Toutes les tables ne sont pas réversibles. Dix-neuf des vingt-huit assignent les 256 octets, et le mojibake qui passe par elles se défait toujours. Les neuf autres laissent des octets non assignés — l’ISO-8859-6 en laisse 45 — et un octet tombé sur l’un d’eux a été remplacé dès la première lecture du texte : il était donc perdu avant même d’arriver ici. Le panneau vous dit dans quel cas vous êtes.
Il arrive que plusieurs tables expliquent le même texte sans être d’accord. La lecture la plus probable est affichée et les autres sont listées plutôt que masquées, car le texte seul ne dit pas laquelle est la bonne. Le mojibake latin est généralement expliqué à l’identique par une douzaine de tables ; le mojibake cyrillique, en général par une seule.

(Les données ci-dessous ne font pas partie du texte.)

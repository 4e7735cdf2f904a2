//! Generational handle arena.
//!
//! Maps opaque [`SessionHandle`]s to owned values. Every slot carries a
//! generation that advances when its value is removed, so a handle kept past
//! removal is reported as stale instead of silently reaching whatever value
//! reuses the slot.

use std::num::NonZeroU32;

use sync_types::SessionHandle;
use thiserror::Error;

/// Arena lookup and allocation errors.
#[derive(Debug, Clone, Copy, PartialEq, Eq, Error)]
pub enum ArenaError {
    /// The handle's slot has been released (and possibly reused) since.
    #[error("stale handle {0}")]
    Stale(SessionHandle),

    /// The handle names a slot this arena never allocated.
    #[error("unknown handle {0}")]
    Unknown(SessionHandle),

    /// The arena holds as many values as it may.
    #[error("arena full (limit: {limit})")]
    Full {
        /// Configured or addressable limit.
        limit: usize,
    },
}

#[derive(Debug)]
struct Slot<T> {
    generation: NonZeroU32,
    value: Option<T>,
}

/// Slot arena with generation-checked handles.
#[derive(Debug)]
pub struct HandleArena<T> {
    slots: Vec<Slot<T>>,
    free: Vec<u32>,
    len: usize,
    limit: Option<usize>,
}

impl<T> HandleArena<T> {
    /// Create an unbounded arena.
    pub fn new() -> Self {
        Self {
            slots: Vec::new(),
            free: Vec::new(),
            len: 0,
            limit: None,
        }
    }

    /// Create an arena holding at most `limit` live values.
    pub fn with_limit(limit: usize) -> Self {
        Self {
            limit: Some(limit),
            ..Self::new()
        }
    }

    /// Number of live values.
    pub fn len(&self) -> usize {
        self.len
    }

    /// Whether no value is live.
    pub fn is_empty(&self) -> bool {
        self.len == 0
    }

    /// Store a value and return the handle that names it.
    ///
    /// Freed slots are reused before the arena grows.
    pub fn insert(&mut self, value: T) -> Result<SessionHandle, ArenaError> {
        if let Some(limit) = self.limit {
            if self.len >= limit {
                return Err(ArenaError::Full { limit });
            }
        }

        if let Some(index) = self.free.pop() {
            let slot = &mut self.slots[index as usize];
            slot.value = Some(value);
            self.len += 1;
            return Ok(SessionHandle::new(index, slot.generation));
        }

        let index = u32::try_from(self.slots.len()).map_err(|_| ArenaError::Full {
            limit: u32::MAX as usize,
        })?;
        let generation = NonZeroU32::MIN;
        self.slots.push(Slot {
            generation,
            value: Some(value),
        });
        self.len += 1;
        Ok(SessionHandle::new(index, generation))
    }

    /// Borrow the value a handle names.
    pub fn get(&self, handle: SessionHandle) -> Result<&T, ArenaError> {
        let slot = self
            .slots
            .get(handle.index() as usize)
            .ok_or(ArenaError::Unknown(handle))?;
        if slot.generation != handle.generation() {
            return Err(ArenaError::Stale(handle));
        }
        slot.value.as_ref().ok_or(ArenaError::Stale(handle))
    }

    /// Whether the handle names a live value.
    pub fn contains(&self, handle: SessionHandle) -> bool {
        self.get(handle).is_ok()
    }

    /// Take the value out and invalidate every copy of the handle.
    pub fn remove(&mut self, handle: SessionHandle) -> Result<T, ArenaError> {
        let index = handle.index();
        let slot = self
            .slots
            .get_mut(index as usize)
            .ok_or(ArenaError::Unknown(handle))?;
        if slot.generation != handle.generation() {
            return Err(ArenaError::Stale(handle));
        }
        let value = slot.value.take().ok_or(ArenaError::Stale(handle))?;
        self.len -= 1;

        // An exhausted slot is retired rather than wrapped back to a
        // generation an old handle may still carry.
        if let Some(next) = slot.generation.checked_add(1) {
            slot.generation = next;
            self.free.push(index);
        }
        Ok(value)
    }

    /// Handles of every live value, in slot order.
    pub fn handles(&self) -> Vec<SessionHandle> {
        self.slots
            .iter()
            .enumerate()
            .filter(|(_, slot)| slot.value.is_some())
            .map(|(index, slot)| SessionHandle::new(index as u32, slot.generation))
            .collect()
    }

    #[cfg(test)]
    fn force_generation(&mut self, index: u32, generation: NonZeroU32) {
        self.slots[index as usize].generation = generation;
    }
}

impl<T> Default for HandleArena<T> {
    fn default() -> Self {
        Self::new()
    }
}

Un caractère demande de l’attention même quand tout le reste fonctionne. Une marque d’ordre des octets en début de ligne, U+FEFF, est supprimée par tout décodeur UTF-8 à moins qu’on ne lui demande explicitement de la garder. C’est ce qui est fait ici : une différence d’une ligne que presque toutes les implémentations oublient.
Enfin, aucun outil ne distingue un exemple cité d’un vrai dégât. Une page consacrée au mojibake en contient volontairement. C’est pourquoi les changements sont montrés appariés au lieu d’être appliqués en silence.
Pourquoi est-ce gratuit ?
Tout se passe dans votre navigateur. Les tables caractère-vers-octet ne voyagent pas avec la page : elles sont lues dans le décodeur de votre propre navigateur, octet par octet, ce qui ne coûte rien et fait que la réponse correspond à ce que votre navigateur tient réellement pour chaque table.
Rien n’est envoyé. Il n’y a pas de serveur à financer, donc pas de compte, pas de limite et pas de filigrane.